Models are built with machine learning to learn a specific problem space. With more examples and features, the model will learn and predict more accurate results. Due to this, models are usually specialists at specific tasks.
Some models are used in classifying documents (these models are called classifiers) while others are used to extract entities from text (these models are called extractors).
Do I need to know my final set of of categories for my classifier upfront?¶
No. Duet enables you to build your categories schema as you explore the unlabeled dataset. You don't need to commit the full schema. You can edit the schema by adding/renaming/deleting/moving nodes in your hierarchical schema as you see more data points without having to repeat any labeling work.
How do I know I am done teaching?¶
You can check the quality metric in the upper right corner of the main window after each update of the model.
How do I design a good schema?¶
Create non-overlapping categories in semantics. The more distinguishable your categories are, the easier it is to teach their semantics to the system. The more the overlap in semantics, the more difficult it is to teach the system and the higher the chance to confuse the system.
Do you offer data splicing services natively in your platform?¶
We do not. If you want have data that you want to splice into different columns and rows to fit our formatting requirements, we suggest the Powery Query tool in Microsoft Excel.
What is the difference between classification and extraction?¶
In classification, the whole input document is tagged with a single category from a set of user-defined categories.
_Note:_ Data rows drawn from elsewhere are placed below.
mod hierarchy;
pub use hierarchy::Hierarchy;

mod resolve;

use super::{
    db::{Column, Table, TableId},
    mapping::{self, Mapping},
    Kind, KindId, KeyChooser, Name, SubclassLoad,
};
use crate::{driver::Connection, stmt, stmt::Value, Error, Result};

use indexmap::{IndexMap, IndexSet};
use std::sync::Arc;

/// Hierarchy configuration, applied when the root kind is declared.
///
/// ```ignore
/// let mut builder = Schema::builder();
/// builder.key("kind").table_map("Staff", "staff");
///
/// let mut hierarchy = builder.declare_root(&mut *conn, "Employee").await?;
/// let manager = hierarchy.declare_kind(&mut *conn, KindId::ROOT, "Manager").await?;
/// let schema = hierarchy.build()?;
/// ```
#[derive(Clone)]
pub struct Builder {
    /// Discriminator column in the root table
    key: Option<String>,

    /// Primary key column used when introspection does not flag one
    primary_key: String,

    /// Kind name to table name, overriding the naming convention
    table_map: IndexMap<String, String>,

    /// Discriminator value to kind name
    model_map: IndexMap<Value, String>,

    /// Kind name to its own discriminator values
    key_map: IndexMap<String, Vec<Value>>,

    key_chooser: Option<KeyChooser>,

    subclass_load: SubclassLoad,
}

impl Builder {
    pub fn new() -> Self {
        Self {
            key: None,
            primary_key: "id".to_string(),
            table_map: IndexMap::new(),
            model_map: IndexMap::new(),
            key_map: IndexMap::new(),
            key_chooser: None,
            subclass_load: SubclassLoad::default(),
        }
    }

    /// Sets the discriminator column.
    pub fn key(&mut self, column: &str) -> &mut Self {
        self.key = Some(column.to_string());
        self
    }

    /// Sets the primary key column name used when introspection reports none.
    pub fn primary_key(&mut self, column: &str) -> &mut Self {
        self.primary_key = column.to_string();
        self
    }

    /// Maps a kind to an explicit table.
    pub fn table_map(&mut self, kind: &str, table: &str) -> &mut Self {
        self.table_map.insert(kind.to_string(), table.to_string());
        self
    }

    /// Maps a stored discriminator value to a kind.
    pub fn model_map(&mut self, value: impl Into<Value>, kind: &str) -> &mut Self {
        self.model_map.insert(value.into(), kind.to_string());
        self
    }

    /// Sets the discriminator values a kind is stored with.
    pub fn key_map(&mut self, kind: &str, values: impl IntoIterator<Item = Value>) -> &mut Self {
        self.key_map
            .insert(kind.to_string(), values.into_iter().collect());
        self
    }

    /// Sets the function choosing the discriminator value for new instances.
    pub fn key_chooser(
        &mut self,
        chooser: impl Fn(&Kind) -> Option<Value> + Send + Sync + 'static,
    ) -> &mut Self {
        self.key_chooser = Some(Arc::new(chooser));
        self
    }

    pub fn subclass_load(&mut self, subclass_load: SubclassLoad) -> &mut Self {
        self.subclass_load = subclass_load;
        self
    }

    /// Declares the root kind and starts the hierarchy.
    ///
    /// Unlike descendants, the root must have a table: a missing or empty
    /// root table is a configuration error.
    pub async fn declare_root(self, cx: &mut dyn Connection, name: &str) -> Result<Hierarchy> {
        let Some(key) = self.key.clone() else {
            return Err(Error::invalid_configuration(
                "a discriminator key column is required",
            ));
        };

        let kind_name = Name::new(name);
        let table_name = self
            .table_map
            .get(name)
            .cloned()
            .unwrap_or_else(|| kind_name.implicit_table_name());

        let columns = cx.probe_columns(&table_name).await.map_err(|err| {
            err.context(Error::invalid_configuration(format!(
                "root kind `{name}` requires table `{table_name}`"
            )))
        })?;

        if columns.is_empty() {
            return Err(Error::invalid_configuration(format!(
                "root table `{table_name}` has no columns"
            )));
        }

        let primary_key = columns
            .iter()
            .find(|column| column.primary_key)
            .map(|column| column.name.clone())
            .unwrap_or_else(|| self.primary_key.clone());

        if !columns.iter().any(|column| column.name == primary_key) {
            return Err(Error::invalid_configuration(format!(
                "root table `{table_name}` has no primary key column `{primary_key}`"
            )));
        }

        let Some(key_column) = columns.iter().find(|column| column.name == key) else {
            return Err(Error::invalid_configuration(format!(
                "root table `{table_name}` has no discriminator column `{key}`"
            )));
        };
        let key_ty = key_column.ty.clone();

        let mut hierarchy = Hierarchy {
            key,
            key_ty,
            primary_key,
            builder: self,
            kinds: vec![],
            mapping: Mapping::default(),
            tables: vec![],
            value_owner: IndexMap::new(),
        };

        hierarchy.validate_configured_values()?;

        let values = hierarchy.own_values(name)?;
        let table = hierarchy.register_table(&table_name, columns);
        let root = hierarchy.root_mapping(table);

        tracing::debug!(kind = name, table = %table_name, "declared root kind");

        hierarchy.push_kind(
            Kind {
                id: KindId::ROOT,
                name: kind_name,
                parent: None,
                children: vec![],
                values,
                admissible: IndexSet::new(),
            },
            root,
        );

        Ok(hierarchy)
    }
}

impl Default for Builder {
    fn default() -> Self {
        Self::new()
    }
}

impl std::fmt::Debug for Builder {
    fn fmt(&self, f: &mut std::fmt::Formatter<'_>) -> std::fmt::Result {
        f.debug_struct("Builder")
            .field("key", &self.key)
            .field("primary_key", &self.primary_key)
            .field("table_map", &self.table_map)
            .field("model_map", &self.model_map)
            .field("key_map", &self.key_map)
            .field("key_chooser", &self.key_chooser.as_ref().map(|_| "<fn>"))
            .field("subclass_load", &self.subclass_load)
            .finish()
    }
}

impl Hierarchy {
    fn root_mapping(&self, table: TableId) -> mapping::Kind {
        let root = &self.tables[table.0];
        let join_query = Arc::new(stmt::Select::from_table(table));

        mapping::Kind {
            id: KindId::ROOT,
            owner: KindId::ROOT,
            chain: Arc::from([table]),
            table_columns: Arc::new(IndexMap::from([(
                table,
                root.column_names().map(String::from).collect(),
            )])),
            load_query: (*join_query).clone(),
            join_query,
            columns: Arc::new(
                root.columns
                    .iter()
                    .map(|column| (column.name.clone(), column.clone()))
                    .collect(),
            ),
            lazy_attributes: Arc::default(),
            subclass_datasets: IndexMap::new(),
        }
    }

    /// Registers a table, reusing the existing entry when two kinds name the
    /// same table.
    fn register_table(&mut self, name: &str, columns: Vec<Column>) -> TableId {
        if let Some(table) = self.tables.iter().find(|table| table.name == name) {
            return table.id;
        }

        let id = TableId(self.tables.len());
        self.tables.push(Table::new(id, name, columns));
        id
    }
}
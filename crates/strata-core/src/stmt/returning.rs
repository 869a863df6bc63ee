use super::ExprColumn;
use crate::schema::db::TableId;

#[derive(Debug, Clone, PartialEq)]
pub enum Returning {
    /// `*`: every column of every table in the source
    Star,

    /// An explicit, ordered column list
    Columns(Vec<ExprColumn>),
}

impl Returning {
    pub fn is_star(&self) -> bool {
        matches!(self, Self::Star)
    }

    pub fn as_columns(&self) -> Option<&[ExprColumn]> {
        match self {
            Self::Columns(columns) => Some(columns),
            Self::Star => None,
        }
    }

    /// Columns of `table` qualified by the table, in order.
    pub fn qualified<S: AsRef<str>>(table: TableId, columns: &[S]) -> Self {
        Self::Columns(
            columns
                .iter()
                .map(|column| ExprColumn::new(table, column.as_ref()))
                .collect(),
        )
    }
}
use super::{Expr, Value};

/// `expr IN (v1, v2, ...)`
#[derive(Debug, Clone, PartialEq)]
pub struct ExprInList {
    pub expr: Box<Expr>,
    pub list: Vec<Value>,
}

impl Expr {
    pub fn in_list(expr: impl Into<Self>, list: impl IntoIterator<Item = Value>) -> Self {
        ExprInList {
            expr: Box::new(expr.into()),
            list: list.into_iter().collect(),
        }
        .into()
    }
}

impl From<ExprInList> for Expr {
    fn from(value: ExprInList) -> Self {
        Self::InList(value)
    }
}
use super::{Formatter, Params, ToSql};

/// Comma delimited
pub(super) struct Comma<L>(pub(super) L);

/// Delimited by an arbitrary separator
pub(super) struct Delimited<L>(pub(super) L, pub(super) &'static str);

impl<L> ToSql for Comma<L>
where
    L: IntoIterator,
    L::Item: ToSql,
{
    fn to_sql<P: Params>(self, f: &mut Formatter<'_, P>) {
        Delimited(self.0, ", ").to_sql(f);
    }
}

impl<L> ToSql for Delimited<L>
where
    L: IntoIterator,
    L::Item: ToSql,
{
    fn to_sql<P: Params>(self, f: &mut Formatter<'_, P>) {
        let mut s = "";
        for i in self.0 {
            fmt!(f, s, i);
            s = self.1;
        }
    }
}
use crate::Instance;

use strata_core::{schema::KindId, stmt::Row, Schema};

/// Builds an instance from a row loaded for `queried`.
///
/// The row's discriminator value picks the instance's kind. A value that maps
/// to no kind, or to a kind outside the queried subtree, falls back to the
/// queried kind.
pub(crate) fn materialize(schema: &Schema, queried: KindId, row: Row) -> Instance {
    let kind = row
        .get(&schema.discriminator.column)
        .and_then(|value| schema.kind_for_value(value))
        .filter(|kind| schema.is_kind_of(*kind, queried))
        .unwrap_or(queried);

    Instance::persisted(schema.kind(kind), row.into_fields())
}
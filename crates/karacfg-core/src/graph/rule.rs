// Karacfg Rules
// A flat group of key maps with no base variable

use crate::mapping::{HoldTiming, RuleKeyMap};
use crate::{DeviceId, Key, Modifier};

/// A flat rule: every map is live whenever its device scope matches
#[derive(Debug, Clone, PartialEq)]
pub struct Rule {
    description: Option<String>,
    device: Option<DeviceId>,
    hold_timing: HoldTiming,
    maps: Vec<RuleKeyMap>,
}

impl Rule {
    pub(crate) fn new(description: Option<String>, device: Option<DeviceId>) -> Self {
        Self {
            description,
            device,
            hold_timing: HoldTiming::default(),
            maps: Vec::new(),
        }
    }

    pub fn desc(&mut self, description: impl Into<String>) -> &mut Self {
        self.description = Some(description.into());
        self
    }

    /// Timing used by every hold map of this rule that does not set its own
    pub fn set_on_hold(&mut self, timing: HoldTiming) -> &mut Self {
        self.hold_timing = timing;
        self
    }

    pub fn map(&mut self, key: Key, modifiers: impl IntoIterator<Item = Modifier>) -> &mut RuleKeyMap {
        self.maps.push(RuleKeyMap::new(key, modifiers));
        let index = self.maps.len() - 1;
        &mut self.maps[index]
    }

    pub fn description(&self) -> Option<&str> {
        self.description.as_deref()
    }

    pub fn device(&self) -> Option<DeviceId> {
        self.device
    }

    pub fn hold_timing(&self) -> HoldTiming {
        self.hold_timing
    }

    pub fn maps(&self) -> &[RuleKeyMap] {
        &self.maps
    }

    /// Rule description with a per-map summary when there is more than one map
    pub fn full_description(&self) -> String {
        let head = match &self.description {
            Some(description) => description.clone(),
            None => format!("Rule: Non-Desc, Maps[ {} ]", self.maps.len()),
        };
        if self.maps.len() <= 1 {
            return head;
        }

        let mut out = format!("{} ({})", head, self.maps.len());
        for map in &self.maps {
            let map = map.map();
            let source = map.source().to_string();
            out.push_str(&format!(
                "\n  + [ {} ] : {}",
                source,
                map.description().unwrap_or(&source)
            ));
        }
        out
    }
}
In entity extraction, a phrase with its character offset is extracted from the text (e.g. an address, a product name, etc.).
How many schema categories and features can I have in a model?¶
In Duet, you can create categories in a hierarchy with a maximum depth of 3 levels. Features per model is limited to 1MB of content (phrases) including the inactive features.
What is the right ratio between labels and features?¶
Features should be at most 15-20% of the number of labels. If you have too many features, you will have to balance with enough labels. Too many features might lead to build a model that over-fits on the training data and can generalize less on unseen data when you deploy your model.
How many labels should be added to each category?¶
More semantically difficult categories will require more labels than semantically easier labels. In general, 80-100 labels per category will be sufficient.
What is a deployed version of a model?¶
Every time you update your model, you need to publish the latest changes and create a new version of the model that you can start consuming after the publish operation. The published version is available through a REST endpoint that takes a single text document as input and produces a JSON response classifying the text into the proper category as output. Learn more about deployments here.
How does the quality metric evolve over the course of the teaching process?¶
Quality metric of each category does not show up during the getting started when there are not enough labels and you are not able to publish your model. Once you have added enough labels and Duet enables you to publish your first model version, quality metric will show up for categories with enough labels. Note that quality metric will not show up for most of the nodes that start with "other" prefix since some of them don't have enough labels to show a quality metric value. The quality metric value will fluctuate radically at the beginning of the teaching process when there are not enough labels and enough features. As the model becomes more mature, the quality metric will be much more stable and will fluctuate within a very small range.
How are the quality metrics calculated and on which data?¶
The quality metric is calculated on the full sampling set (your unlabeled dataset associated with your model). It is calculated using the current model you have built so far.